February 21, 2026
The Stand Your Ground Shield Act

I believe deeply in personal responsibility, constitutional liberty, and the God-given right to defend your life and your family. I do not take lightly the authority we hold in the Legislature and I certainly do not take the power of the State lightly when it is brought against one of our own citizens.
Over the years, I have watched good people endure the crushing weight of prosecution not because they were criminals, but because they found themselves in a moment where they had to make a split-second decision to protect life. Even when they were ultimately vindicated, the cost financial, emotional, and reputational was staggering.
SB1298, the Idaho Stand Your Ground Shield Act, is about restoring balance. It is about ensuring that when an Idahoan acts within the law to defend their home, family, or themselves, the government does not become another threat they must survive.
Liberty is not theoretical. Due process is not symbolic. And justice should never depend on whether someone can afford to defend themselves.
This week, the Senate I introduced an important step toward restoring balance and fairness for Idahoans who lawfully defend themselves, their families, or their homes.
SB1298 reinforces a foundational Idaho principle:
When Idahoans act within the law to defend life and home, the law should stand with them not bankrupt them.
This is about preserving the State’s ability to prosecute real violence while ensuring that lawful self-defense doesn’t become a life sentence of debt, lost employment, and permanent reputational harm.
It is a bill about balance, fairness, and the practical meaning of “presumed innocent.”
If a law-abiding citizen acts within Idaho’s existing self-defense laws, they should not be financially ruined just because they were accused.
It is a problem when “the process becomes the punishment.”
Idaho has strong self-defense statutes. SB1298 does not expand when force may be used. The standards for justified force remain the same as they are in existing Idaho law.
The problem is procedural.
In many cases, self-defense can only be fully resolved at trial—after arrest, charges, attorney fees, months (or years) of court dates, reputational damage, and lost work. Even if someone is completely vindicated, the cost can be crushing.
This will also save taxpayer dollars by avoiding the state’s trial expenses.
That reality creates a system where the “best defense” is often available only to those with enough money to survive the process.
SB1298 creates a structured pretrial immunity hearing, allowing a judge to examine credible self-defense claims early, before families are destroyed by litigation.
Civil courts use summary judgment to decide cases without a trial when the facts are undisputed and the law is clear.
Idaho courts already recognize that once self-defense is properly raised, the burden is on the State to disprove it beyond a reasonable doubt. Idaho’s own pattern jury instruction says exactly that. (isc.idaho.gov)
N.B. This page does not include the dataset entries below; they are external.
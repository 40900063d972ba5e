use anyhow::{Error, anyhow};
use clap::Parser;
use hrppd_common::{Channel, Real};
use serde::Serialize;
use std::{fmt::Display, ops::Range, str::FromStr};
use strum::{EnumString, IntoStaticStr};
use thiserror::Error;

/// Half-open range of sample indices `[min, max)`.
#[derive(Default, Debug, Clone, Copy, PartialEq, Eq, Serialize)]
pub struct SampleWindow {
    pub min: usize,
    pub max: usize,
}

impl SampleWindow {
    pub fn new(min: usize, max: usize) -> Self {
        Self { min, max }
    }

    /// The indices of the window that exist in a waveform of `len` samples.
    pub fn clamp(&self, len: usize) -> Range<usize> {
        let max = self.max.min(len);
        self.min.min(max)..max
    }

    pub fn is_empty(&self) -> bool {
        self.min >= self.max
    }
}

impl FromStr for SampleWindow {
    type Err = Error;

    fn from_str(s: &str) -> Result<Self, Self::Err> {
        let vals: Vec<_> = s.split(',').map(str::trim).collect();
        if let [min, max] = vals.as_slice() {
            Ok(SampleWindow {
                min: usize::from_str(min)?,
                max: usize::from_str(max)?,
            })
        } else {
            Err(anyhow!(
                "Incorrect number of parameters in window, expected pattern '*,*', got '{s}'"
            ))
        }
    }
}

impl Display for SampleWindow {
    fn fmt(&self, f: &mut std::fmt::Formatter<'_>) -> std::fmt::Result {
        write!(f, "[{},{})", self.min, self.max)
    }
}

/// Sign of the pulses expected on a channel.
#[derive(Default, Debug, Clone, Copy, PartialEq, Eq, Serialize, EnumString, IntoStaticStr)]
#[strum(serialize_all = "lowercase")]
#[serde(rename_all = "lowercase")]
pub enum Polarity {
    Positive,
    #[default]
    Negative,
}

impl Polarity {
    /// Whether `value` lies past `threshold` in the direction of the pulse.
    /// `threshold` is a magnitude.
    pub fn is_beyond(self, value: Real, threshold: Real) -> bool {
        match self {
            Polarity::Positive => value > threshold,
            Polarity::Negative => value < -threshold,
        }
    }
}

/// How samples beyond threshold are turned into a time-over-threshold.
#[derive(Default, Debug, Clone, Copy, PartialEq, Eq, Serialize, EnumString, IntoStaticStr)]
#[strum(serialize_all = "kebab-case")]
#[serde(rename_all = "kebab-case")]
pub enum ToTCounting {
    /// Every sample of the window beyond threshold counts.
    #[default]
    Total,
    /// Only the longest contiguous run of samples beyond threshold counts.
    LongestRun,
}

#[derive(Debug, Clone, PartialEq, Serialize)]
pub struct ChannelTimingParameters {
    pub fraction: Real,
    pub delay: usize,
    pub window: SampleWindow,
    pub polarity: Polarity,
}

/// Everything the analysis stages need, fixed for the whole run.
#[derive(Debug, Clone, PartialEq, Serialize)]
pub struct AnalysisSettings {
    /// Detector channel analysed against the trigger.
    pub channel: Channel,
    /// mV per ADC count.
    pub calibration: Real,
    /// Picoseconds between samples.
    pub sample_interval: Real,
    /// Hz.
    pub sampling_rate: Real,
    pub trigger: ChannelTimingParameters,
    pub detector: ChannelTimingParameters,
    /// Hz.
    pub fft_cutoff: Real,
    pub apply_filter: bool,
    pub tot_counting: ToTCounting,
    pub noise_multiplier: Real,
    /// Picoseconds.
    pub min_tot: Real,
    /// Number of valid events whose CFD analysis is kept for diagnostics.
    pub diagnostic_events: usize,
}

impl Default for AnalysisSettings {
    fn default() -> Self {
        Self {
            channel: 0,
            calibration: 0.48828125,
            sample_interval: 200.0,
            sampling_rate: 5e9,
            trigger: ChannelTimingParameters {
                fraction: 0.5,
                delay: 3,
                window: SampleWindow::new(200, 300),
                polarity: Polarity::Positive,
            },
            detector: ChannelTimingParameters {
                fraction: 0.5,
                delay: 3,
                window: SampleWindow::new(500, 600),
                polarity: Polarity::Negative,
            },
            fft_cutoff: 0.7e9,
            apply_filter: false,
            tot_counting: ToTCounting::Total,
            noise_multiplier: 4.0,
            min_tot: 800.0,
            diagnostic_events: 0,
        }
    }
}

#[derive(Debug, Error, PartialEq)]
pub enum SettingsError {
    #[error("CFD fraction of the {0} must lie in (0,1], got {1}")]
    Fraction(&'static str, Real),
    #[error("Window {1} of the {0} is empty")]
    EmptyWindow(&'static str, SampleWindow),
    #[error("{0} must be positive, got {1}")]
    NotPositive(&'static str, Real),
}

impl AnalysisSettings {
    /// Time at the centre of sample `index`, in picoseconds.
    pub fn sample_time(&self, index: usize) -> Real {
        (index as Real + 0.5) * self.sample_interval
    }

    pub fn validate(&self) -> Result<(), SettingsError> {
        for (name, parameters) in [("trigger", &self.trigger), ("detector", &self.detector)] {
            if !(parameters.fraction > 0.0 && parameters.fraction <= 1.0) {
                return Err(SettingsError::Fraction(name, parameters.fraction));
            }
            if parameters.window.is_empty() {
                return Err(SettingsError::EmptyWindow(name, parameters.window));
            }
        }
        for (name, value) in [
            ("Sample interval", self.sample_interval),
            ("Sampling rate", self.sampling_rate),
            ("FFT cutoff", self.fft_cutoff),
        ] {
            if value <= 0.0 {
                return Err(SettingsError::NotPositive(name, value));
            }
        }
        Ok(())
    }
}

/// The analysis settings as taken from the command line or environment.
#[derive(Debug, Clone, Parser)]
pub struct AnalysisOptions {
    /// Detector channel to analyse
    #[clap(long, env, default_value = "0")]
    pub channel: Channel,

    /// ADC to mV conversion constant
    #[clap(long, env, default_value = "0.48828125")]
    pub calibration: Real,

    /// Sampling interval in picoseconds
    #[clap(long, env, default_value = "200")]
    pub sample_interval: Real,

    /// Sampling rate in Hz
    #[clap(long, env, default_value = "5e9")]
    pub sampling_rate: Real,

    #[clap(long, env, default_value = "0.5")]
    pub trigger_cfd_fraction: Real,

    #[clap(long, env, default_value = "3")]
    pub trigger_cfd_delay: usize,

    /// Trigger search window, as 'min,max' sample indices
    #[clap(long, env, default_value = "200,300")]
    pub trigger_window: SampleWindow,

    #[clap(long, env, default_value = "positive")]
    pub trigger_polarity: Polarity,

    #[clap(long, env, default_value = "0.5")]
    pub detector_cfd_fraction: Real,

    #[clap(long, env, default_value = "3")]
    pub detector_cfd_delay: usize,

    /// Detector search window, as 'min,max' sample indices
    #[clap(long, env, default_value = "500,600")]
    pub detector_window: SampleWindow,

    #[clap(long, env, default_value = "negative")]
    pub detector_polarity: Polarity,

    /// Low-pass filter cutoff in Hz
    #[clap(long, env, default_value = "0.7e9")]
    pub fft_cutoff: Real,

    /// Low-pass filter valid detector waveforms
    #[clap(long, env)]
    pub apply_filter: bool,

    /// One of 'total' or 'longest-run'
    #[clap(long, env, default_value = "total")]
    pub tot_counting: ToTCounting,

    /// Signal threshold in units of the baseline noise
    #[clap(long, env, default_value = "4")]
    pub noise_multiplier: Real,

    /// Minimum time-over-threshold of a valid signal, in picoseconds
    #[clap(long, env, default_value = "800")]
    pub min_tot: Real,
}

impl AnalysisOptions {
    pub fn to_settings(&self, diagnostic_events: usize) -> AnalysisSettings {
        AnalysisSettings {
            channel: self.channel,
            calibration: self.calibration,
            sample_interval: self.sample_interval,
            sampling_rate: self.sampling_rate,
            trigger: ChannelTimingParameters {
                fraction: self.trigger_cfd_fraction,
                delay: self.trigger_cfd_delay,
                window: self.trigger_window,
                polarity: self.trigger_polarity,
            },
            detector: ChannelTimingParameters {
                fraction: self.detector_cfd_fraction,
                delay: self.detector_cfd_delay,
                window: self.detector_window,
                polarity: self.detector_polarity,
            },
            fft_cutoff: self.fft_cutoff,
            apply_filter: self.apply_filter,
            tot_counting: self.tot_counting,
            noise_multiplier: self.noise_multiplier,
            min_tot: self.min_tot,
            diagnostic_events,
        }
    }
}

#[cfg(test)]
mod tests {
    use super::*;

    #[test]
    fn window_from_str() {
        assert_eq!(
            SampleWindow::from_str("500,600").unwrap(),
            SampleWindow::new(500, 600)
        );
        assert_eq!(
            SampleWindow::from_str(" 3, 9").unwrap(),
            SampleWindow::new(3, 9)
        );
        assert!(SampleWindow::from_str("500").is_err());
        assert!(SampleWindow::from_str("1,2,3").is_err());
        assert!(SampleWindow::from_str("a,2").is_err());
    }

    #[test]
    fn window_clamp() {
        assert_eq!(SampleWindow::new(500, 600).clamp(1024), 500..600);
        assert_eq!(SampleWindow::new(1000, 1100).clamp(1024), 1000..1024);
        assert!(SampleWindow::new(2000, 2100).clamp(1024).is_empty());
        assert!(SampleWindow::new(10, 5).clamp(1024).is_empty());
    }

    #[test]
    fn enums_from_str() {
        assert_eq!(Polarity::from_str("positive").unwrap(), Polarity::Positive);
        assert_eq!(Polarity::from_str("negative").unwrap(), Polarity::Negative);
        assert_eq!(
            ToTCounting::from_str("longest-run").unwrap(),
            ToTCounting::LongestRun
        );
        assert!(ToTCounting::from_str("sometimes").is_err());
    }

    #[test]
    fn command_line_defaults_match_settings_defaults() {
        let options = AnalysisOptions::parse_from(["waveform-to-timing"]);
        assert_eq!(options.to_settings(0), AnalysisSettings::default());
    }

    #[test]
    fn command_line_overrides() {
        let options = AnalysisOptions::parse_from([
            "waveform-to-timing",
            "--channel",
            "7",
            "--detector-window",
            "400,450",
            "--detector-polarity",
            "positive",
            "--tot-counting",
            "longest-run",
            "--apply-filter",
        ]);
        let settings = options.to_settings(5);
        assert_eq!(settings.channel, 7);
        assert_eq!(settings.detector.window, SampleWindow::new(400, 450));
        assert_eq!(settings.detector.polarity, Polarity::Positive);
        assert_eq!(settings.tot_counting, ToTCounting::LongestRun);
        assert!(settings.apply_filter);
        assert_eq!(settings.diagnostic_events, 5);
    }

    #[test]
    fn validation() {
        assert_eq!(AnalysisSettings::default().validate(), Ok(()));

        let mut settings = AnalysisSettings::default();
        settings.trigger.fraction = 0.0;
        assert_eq!(
            settings.validate(),
            Err(SettingsError::Fraction("trigger", 0.0))
        );

        let mut settings = AnalysisSettings::default();
        settings.detector.window = SampleWindow::new(600, 600);
        assert!(matches!(
            settings.validate(),
            Err(SettingsError::EmptyWindow("detector", _))
        ));

        let mut settings = AnalysisSettings::default();
        settings.sample_interval = -1.0;
        assert!(matches!(
            settings.validate(),
            Err(SettingsError::NotPositive(..))
        ));
    }

    #[test]
    fn sample_times_are_bin_centres() {
        let settings = AnalysisSettings::default();
        assert_eq!(settings.sample_time(0), 100.0);
        assert_eq!(settings.sample_time(510), 102100.0);
    }
}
SB1298 simply moves a meaningful evidentiary checkpoint earlier, so innocent Idahoans aren’t forced to “go broke to be found right.”
Reimbursement: making the innocent whole
SB1298 also addresses reimbursement of reasonable costs when a person is found not guilty on the grounds that their conduct was lawful self-defense.
That distinction matters. The goal is not to “reward” wrongdoing or technical acquittals; it is to recognize a basic fairness principle:
If the State prosecutes someone who is ultimately found to have acted lawfully under Idaho’s self-defense standards, Idaho should not leave that citizen financially wrecked for exercising a fundamental right.
Florida and Texas show the path
Florida has a statutory framework that expressly provides immunity from criminal prosecution and a pretrial hearing mechanism. Florida law also places a defined burden on the party attempting to overcome immunity at that hearing. (Online Sunshine)
That’s the type of clarity SB1298 will bring to Idaho. This clarity will protect lawful citizens and preserve the State’s ability to prosecute unlawful violence.
Texas law includes strong justification provisions for the use of deadly force in certain circumstances. Texas also provides civil immunity for the use of justified force. (Texas Statutes)
At its core, the goal is to maintain a strict self-defense standard while preventing law-abiding people from being destroyed by litigation when they acted lawfully.
A structured pretrial process could help courts and counsel test whether the case truly requires a full jury trial. Saving the defendant and the state money by avoiding a lengthy trial.
Trials are expensive for counties, courts, jurors, prosecutors, and public defense systems. Idaho has faced serious scrutiny over public defense capacity in the last decade. (American Civil Liberties Union)
SB1298 does not eliminate arrests based on probable cause. It simply ensures that after charges are filed, a citizen with a credible claim can request a structured, early hearing.
Idaho already uses judicial checks, such as probable cause hearings and grand juries. SB1298 recognizes a basic principle: If the State has a procedural pathway to establish probable cause, a defendant with a credible self-defense justification should have an early judicial review as well.